Making sense of the First World War with 14-18 NOW
As for so many, for me the First World War is a very personal war.
My father was born in 1894 and served at Gallipoli in 1915 and then in Palestine and Mesopotamia to the end of 1919. A disease he contracted there killed him in 1963.
But despite that profound personal link, poetry, art and drama have certainly helped me to understand the real heritage of the so-called Great War.
The power of art
Well might the Dead who struggled in the slime
Rise and deride this sepulchre of crime.
Siegfried Sassoon
It was the words of war poets like Siegfried Sassoon and Wilfred Owen - direct, challenging, with a bleak beauty - that first awakened in me as a teenager an appreciation of poetry - and an understanding of what the First World War really meant for its participants.
Stanley Spencer in his visionary work at Sandham Memorial Chapel and John Singer Sargent in his epic painting Gassed showed me how art could so powerfully tell the truth about war.
My visit to the brilliant 2004 revival of Sherriff's Journey's End proved to me, triumphantly, the ability of theatre to bring the reality of the war to contemporary audiences.
14-18 NOW
That's why I am so pleased that HLF is able to support the First World War centenary and, specifically, the new programme of 14-18 NOW commissions.

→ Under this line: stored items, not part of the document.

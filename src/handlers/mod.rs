pub mod accessors;
pub mod misc;
pub mod wrapper;

use crate::api::Endpoint;
use crate::auth::AccessRole;
use crate::params::{Attribute, Parameter};

/// Every operation the server exposes
pub fn endpoints() -> Vec<Endpoint> {
    use Parameter as P;

    vec![
        Endpoint::new("ping", Vec::<P>::new(), AccessRole::Public, misc::ping),
        Endpoint::new(
            "getAccessors",
            [P::optional(Attribute::AccessorType)],
            AccessRole::Read,
            accessors::get_accessors,
        ),
        Endpoint::new(
            "createAccessor",
            [
                P::required(Attribute::Accessor),
                P::required(Attribute::AccessorType),
                P::optional(Attribute::Write),
                P::optional(Attribute::UserName),
                P::optional(Attribute::Comments),
            ],
            AccessRole::Write,
            accessors::create_accessor,
        ),
        Endpoint::new(
            "setAccessorInfo",
            [
                P::required(Attribute::Accessor),
                P::optional(Attribute::Write),
                P::optional(Attribute::Status),
                P::optional(Attribute::Comments),
            ],
            AccessRole::Write,
            accessors::set_accessor_info,
        ),
        Endpoint::new(
            "dropAccessor",
            [P::required(Attribute::Accessor)],
            AccessRole::Write,
            accessors::drop_accessor,
        ),
        Endpoint::new(
            "addHostAccessors",
            [
                P::required(Attribute::Accessor),
                P::required(Attribute::Dn),
                P::optional(Attribute::Write),
                P::optional(Attribute::Comments),
            ],
            AccessRole::Write,
            wrapper::add_host_accessors,
        ),
    ]
}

Trying to make sense of the devastating events that took place 100 years ago fuelled much of the art, literature and culture of the time. What helped so many then can do so again today and that is precisely what the 14-18 NOW programme is doing.
And this year is an important year for the programme.
2016 sees anniversaries for some of the defining moments of the First World War: the introduction of conscription; the Battle of Jutland; and the Battle of the Somme. There are a number of HLF projects marking these anniversaries.
HLF and First World War
So far, HLF has given over £70million to more than 1,300 First World War heritage projects - projects large and small.
One of HLF’s biggest national awards is for the restoration of HMS Caroline, the last remaining survivor of the Battle of Jutland. She will become a floating museum in Belfast.
But it’s equally important to reflect on the local impact of the war, which is why HLF supports scores of smaller heritage projects in local communities across the UK. Many of these projects unite those same communities that felt the war's devastating impact a century ago, bringing history to life.
[quote]"HLF has given over £70million to more than 1,300 First World War heritage projects"[/quote]
For example, the award-winning company Women and Theatre worked with members of a Birmingham community on a project focusing on the Small Heath area of the city, home of First World War Birmingham Small Arms factory.
They created a new theatre piece, a touring exhibition and a digital archive exploring the experiences of women working in factories during the First World War.
In London a recently-funded project, led by the Age Exchange Theatre Trust, will get British and German elders to meet, share and record their First World War family histories.
It will compare and contrast memories of the war passed down to children, and explore how the war affected those families. A documentary sharing the story of the project will be screened at media, heritage and community venues from July.
And there’s more to come.
In 2018 there is the centenary of the Armistice - and of votes for working men and the first votes for women.
In 2019 we should recall the concluding events of the war in the Middle East. Events that drew the maps, the lines in the sand, that still have profound implications today.
The National Lottery
These commemoration projects – those we have already experienced, those announced today as part of the new 14-18 NOW season and those that will mark the anniversaries to come – bring communities together around our shared heritage.
But this is only possible thanks to the funding that comes from National Lottery players.
With their help the relevance and legacy of these historic events, both nationally and locally, can be better understood today and into the future.
It's thanks to National Lottery players that communities of today can confront the truth of what happened in 1916.